▸ **Work task**
Below this line is a set of entries; quote exactly the lines from the line that contains "one reference held" to the line that contains "Mutable program at", both lines included.

----------------------------------------

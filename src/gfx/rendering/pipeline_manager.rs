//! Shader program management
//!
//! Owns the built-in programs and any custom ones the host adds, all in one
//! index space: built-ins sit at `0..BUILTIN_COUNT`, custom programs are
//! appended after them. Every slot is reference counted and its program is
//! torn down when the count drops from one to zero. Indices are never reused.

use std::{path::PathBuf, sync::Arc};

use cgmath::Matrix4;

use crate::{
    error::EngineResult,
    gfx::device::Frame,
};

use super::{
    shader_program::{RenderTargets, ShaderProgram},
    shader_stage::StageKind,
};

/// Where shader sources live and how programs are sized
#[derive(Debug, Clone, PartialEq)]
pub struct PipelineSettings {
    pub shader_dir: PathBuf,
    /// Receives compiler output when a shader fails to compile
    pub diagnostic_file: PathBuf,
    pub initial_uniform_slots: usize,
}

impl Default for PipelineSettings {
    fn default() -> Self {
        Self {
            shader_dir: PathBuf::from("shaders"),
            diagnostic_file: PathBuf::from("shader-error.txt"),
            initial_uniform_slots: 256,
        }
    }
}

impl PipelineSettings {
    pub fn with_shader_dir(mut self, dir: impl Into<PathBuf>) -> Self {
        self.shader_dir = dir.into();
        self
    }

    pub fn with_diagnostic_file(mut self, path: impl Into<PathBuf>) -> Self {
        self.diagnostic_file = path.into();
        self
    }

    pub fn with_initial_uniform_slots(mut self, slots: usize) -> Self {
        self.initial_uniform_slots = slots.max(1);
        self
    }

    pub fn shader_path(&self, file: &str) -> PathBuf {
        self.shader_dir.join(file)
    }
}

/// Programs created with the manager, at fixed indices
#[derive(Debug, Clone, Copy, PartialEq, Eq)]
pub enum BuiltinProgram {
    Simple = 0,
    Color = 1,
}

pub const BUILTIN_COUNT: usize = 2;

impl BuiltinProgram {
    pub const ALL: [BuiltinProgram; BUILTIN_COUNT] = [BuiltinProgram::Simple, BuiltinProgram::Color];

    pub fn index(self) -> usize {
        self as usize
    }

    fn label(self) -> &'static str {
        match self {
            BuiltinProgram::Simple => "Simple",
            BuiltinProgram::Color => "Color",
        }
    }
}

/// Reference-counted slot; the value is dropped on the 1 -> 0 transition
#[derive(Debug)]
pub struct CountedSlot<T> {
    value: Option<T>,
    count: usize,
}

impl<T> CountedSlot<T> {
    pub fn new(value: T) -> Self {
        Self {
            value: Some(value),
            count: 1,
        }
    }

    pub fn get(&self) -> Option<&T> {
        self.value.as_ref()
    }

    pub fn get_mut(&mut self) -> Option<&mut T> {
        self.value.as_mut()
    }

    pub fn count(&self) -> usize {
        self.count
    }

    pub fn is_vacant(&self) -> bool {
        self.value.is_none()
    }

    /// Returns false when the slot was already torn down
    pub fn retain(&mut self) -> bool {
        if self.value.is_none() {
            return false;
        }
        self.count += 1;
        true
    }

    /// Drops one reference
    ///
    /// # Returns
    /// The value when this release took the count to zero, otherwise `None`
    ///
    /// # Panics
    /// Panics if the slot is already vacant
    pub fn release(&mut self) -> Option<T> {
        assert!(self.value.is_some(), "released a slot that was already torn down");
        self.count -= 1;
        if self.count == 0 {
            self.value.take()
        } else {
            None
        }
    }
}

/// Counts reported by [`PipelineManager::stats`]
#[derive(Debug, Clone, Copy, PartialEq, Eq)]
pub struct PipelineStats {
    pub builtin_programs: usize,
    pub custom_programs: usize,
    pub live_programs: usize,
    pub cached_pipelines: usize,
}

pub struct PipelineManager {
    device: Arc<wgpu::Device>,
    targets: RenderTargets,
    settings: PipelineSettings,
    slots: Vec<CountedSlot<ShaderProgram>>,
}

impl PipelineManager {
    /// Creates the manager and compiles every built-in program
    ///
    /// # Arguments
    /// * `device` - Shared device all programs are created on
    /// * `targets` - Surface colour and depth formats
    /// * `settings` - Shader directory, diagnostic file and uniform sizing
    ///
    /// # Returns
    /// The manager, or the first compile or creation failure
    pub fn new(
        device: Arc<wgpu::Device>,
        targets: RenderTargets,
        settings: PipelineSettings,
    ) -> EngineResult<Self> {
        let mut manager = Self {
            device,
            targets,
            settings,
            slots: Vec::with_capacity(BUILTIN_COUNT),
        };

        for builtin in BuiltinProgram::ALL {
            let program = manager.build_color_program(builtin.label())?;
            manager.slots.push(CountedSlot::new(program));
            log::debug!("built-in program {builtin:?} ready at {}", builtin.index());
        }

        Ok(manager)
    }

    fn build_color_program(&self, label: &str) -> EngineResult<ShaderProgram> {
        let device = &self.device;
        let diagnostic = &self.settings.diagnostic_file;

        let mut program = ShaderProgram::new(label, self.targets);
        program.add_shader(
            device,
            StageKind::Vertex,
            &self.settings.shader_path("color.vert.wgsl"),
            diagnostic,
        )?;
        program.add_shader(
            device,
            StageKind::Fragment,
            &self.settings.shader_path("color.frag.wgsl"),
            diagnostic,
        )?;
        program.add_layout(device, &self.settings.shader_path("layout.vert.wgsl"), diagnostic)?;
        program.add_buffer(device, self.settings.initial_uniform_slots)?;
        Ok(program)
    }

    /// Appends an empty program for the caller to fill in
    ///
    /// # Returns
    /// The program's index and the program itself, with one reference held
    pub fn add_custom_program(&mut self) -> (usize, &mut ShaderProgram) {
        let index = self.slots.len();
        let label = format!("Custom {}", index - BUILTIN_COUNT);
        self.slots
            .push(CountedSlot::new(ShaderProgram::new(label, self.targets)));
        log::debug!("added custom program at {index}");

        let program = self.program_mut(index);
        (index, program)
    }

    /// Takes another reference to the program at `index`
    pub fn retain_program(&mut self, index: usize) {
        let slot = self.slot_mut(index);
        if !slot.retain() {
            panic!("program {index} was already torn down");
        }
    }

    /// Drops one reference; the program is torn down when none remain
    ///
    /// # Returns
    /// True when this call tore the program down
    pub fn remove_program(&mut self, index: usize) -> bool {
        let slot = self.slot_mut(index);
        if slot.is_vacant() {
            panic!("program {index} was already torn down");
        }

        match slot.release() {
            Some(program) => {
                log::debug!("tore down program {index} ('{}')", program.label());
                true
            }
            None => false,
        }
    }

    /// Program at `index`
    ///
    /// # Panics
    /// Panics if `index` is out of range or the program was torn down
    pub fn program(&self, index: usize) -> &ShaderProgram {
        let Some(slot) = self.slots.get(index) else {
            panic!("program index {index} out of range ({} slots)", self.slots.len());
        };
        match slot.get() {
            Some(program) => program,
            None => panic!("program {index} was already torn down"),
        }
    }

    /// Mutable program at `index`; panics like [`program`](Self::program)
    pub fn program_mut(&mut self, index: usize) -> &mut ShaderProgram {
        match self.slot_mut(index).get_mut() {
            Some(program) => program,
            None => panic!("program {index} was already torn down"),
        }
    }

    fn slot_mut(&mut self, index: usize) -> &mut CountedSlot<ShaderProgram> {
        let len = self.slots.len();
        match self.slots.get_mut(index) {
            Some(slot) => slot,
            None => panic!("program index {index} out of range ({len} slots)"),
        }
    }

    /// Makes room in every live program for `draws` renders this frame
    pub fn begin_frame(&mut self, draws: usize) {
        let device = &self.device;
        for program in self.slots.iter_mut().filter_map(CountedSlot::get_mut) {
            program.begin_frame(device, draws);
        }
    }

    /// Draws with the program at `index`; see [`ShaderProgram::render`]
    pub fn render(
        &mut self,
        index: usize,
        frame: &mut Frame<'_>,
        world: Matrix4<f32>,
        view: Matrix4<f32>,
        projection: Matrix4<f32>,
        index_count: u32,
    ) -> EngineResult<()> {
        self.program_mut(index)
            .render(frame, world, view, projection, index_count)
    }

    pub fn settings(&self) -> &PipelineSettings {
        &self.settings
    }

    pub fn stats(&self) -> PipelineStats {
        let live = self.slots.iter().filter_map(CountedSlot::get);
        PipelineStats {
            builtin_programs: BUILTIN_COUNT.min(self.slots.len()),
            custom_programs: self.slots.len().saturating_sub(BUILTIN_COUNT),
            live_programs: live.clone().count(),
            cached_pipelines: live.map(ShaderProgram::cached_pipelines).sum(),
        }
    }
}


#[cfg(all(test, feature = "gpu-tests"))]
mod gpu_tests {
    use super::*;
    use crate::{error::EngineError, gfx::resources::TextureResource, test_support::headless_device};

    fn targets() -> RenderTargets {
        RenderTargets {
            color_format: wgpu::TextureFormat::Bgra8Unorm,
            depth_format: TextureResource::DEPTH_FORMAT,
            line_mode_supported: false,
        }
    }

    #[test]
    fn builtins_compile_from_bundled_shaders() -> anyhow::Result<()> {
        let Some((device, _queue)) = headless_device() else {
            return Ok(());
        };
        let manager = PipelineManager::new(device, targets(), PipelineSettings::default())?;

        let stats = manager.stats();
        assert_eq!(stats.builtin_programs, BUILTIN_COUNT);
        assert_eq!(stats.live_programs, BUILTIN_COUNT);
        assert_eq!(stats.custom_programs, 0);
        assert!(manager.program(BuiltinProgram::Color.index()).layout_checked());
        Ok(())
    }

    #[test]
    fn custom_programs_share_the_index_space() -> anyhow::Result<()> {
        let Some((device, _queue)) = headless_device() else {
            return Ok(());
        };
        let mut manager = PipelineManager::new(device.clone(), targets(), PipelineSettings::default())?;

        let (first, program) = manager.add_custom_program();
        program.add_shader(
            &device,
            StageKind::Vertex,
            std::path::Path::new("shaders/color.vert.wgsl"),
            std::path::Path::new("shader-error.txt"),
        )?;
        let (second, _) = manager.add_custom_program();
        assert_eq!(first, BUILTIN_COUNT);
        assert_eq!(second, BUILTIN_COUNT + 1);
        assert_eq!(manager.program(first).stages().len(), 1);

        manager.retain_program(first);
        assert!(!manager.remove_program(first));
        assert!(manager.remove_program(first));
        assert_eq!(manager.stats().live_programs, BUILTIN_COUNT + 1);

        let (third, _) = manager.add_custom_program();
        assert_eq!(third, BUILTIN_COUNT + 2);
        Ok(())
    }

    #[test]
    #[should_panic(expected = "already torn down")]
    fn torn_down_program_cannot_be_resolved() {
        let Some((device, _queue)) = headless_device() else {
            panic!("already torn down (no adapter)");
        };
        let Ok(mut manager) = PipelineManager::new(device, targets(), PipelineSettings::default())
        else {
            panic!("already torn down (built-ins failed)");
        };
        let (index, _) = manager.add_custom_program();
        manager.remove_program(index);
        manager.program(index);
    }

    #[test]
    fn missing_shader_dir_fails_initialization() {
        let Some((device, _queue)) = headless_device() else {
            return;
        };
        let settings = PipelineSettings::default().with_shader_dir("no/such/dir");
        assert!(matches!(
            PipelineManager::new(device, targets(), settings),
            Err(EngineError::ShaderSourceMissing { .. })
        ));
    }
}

----------------------------------------

▸ **Solution for this exercise**
    /// The program's index and the program itself, with one reference held
    pub fn add_custom_program(&mut self) -> (usize, &mut ShaderProgram) {
        let index = self.slots.len();
        let label = format!("Custom {}", index - BUILTIN_COUNT);
        self.slots
            .push(CountedSlot::new(ShaderProgram::new(label, self.targets)));
        log::debug!("added custom program at {index}");

        let program = self.program_mut(index);
        (index, program)
    }

    /// Takes another reference to the program at `index`
    pub fn retain_program(&mut self, index: usize) {
        let slot = self.slot_mut(index);
        if !slot.retain() {
            panic!("program {index} was already torn down");
        }
    }

    /// Drops one reference; the program is torn down when none remain
    ///
    /// # Returns
    /// True when this call tore the program down
    pub fn remove_program(&mut self, index: usize) -> bool {
        let slot = self.slot_mut(index);
        if slot.is_vacant() {
            panic!("program {index} was already torn down");
        }

        match slot.release() {
            Some(program) => {
                log::debug!("tore down program {index} ('{}')", program.label());
                true
            }
            None => false,
        }
    }

    /// Program at `index`
    ///
    /// # Panics
    /// Panics if `index` is out of range or the program was torn down
    pub fn program(&self, index: usize) -> &ShaderProgram {
        let Some(slot) = self.slots.get(index) else {
            panic!("program index {index} out of range ({} slots)", self.slots.len());
        };
        match slot.get() {
            Some(program) => program,
            None => panic!("program {index} was already torn down"),
        }
    }

    /// Mutable program at `index`; panics like [`program`](Self::program)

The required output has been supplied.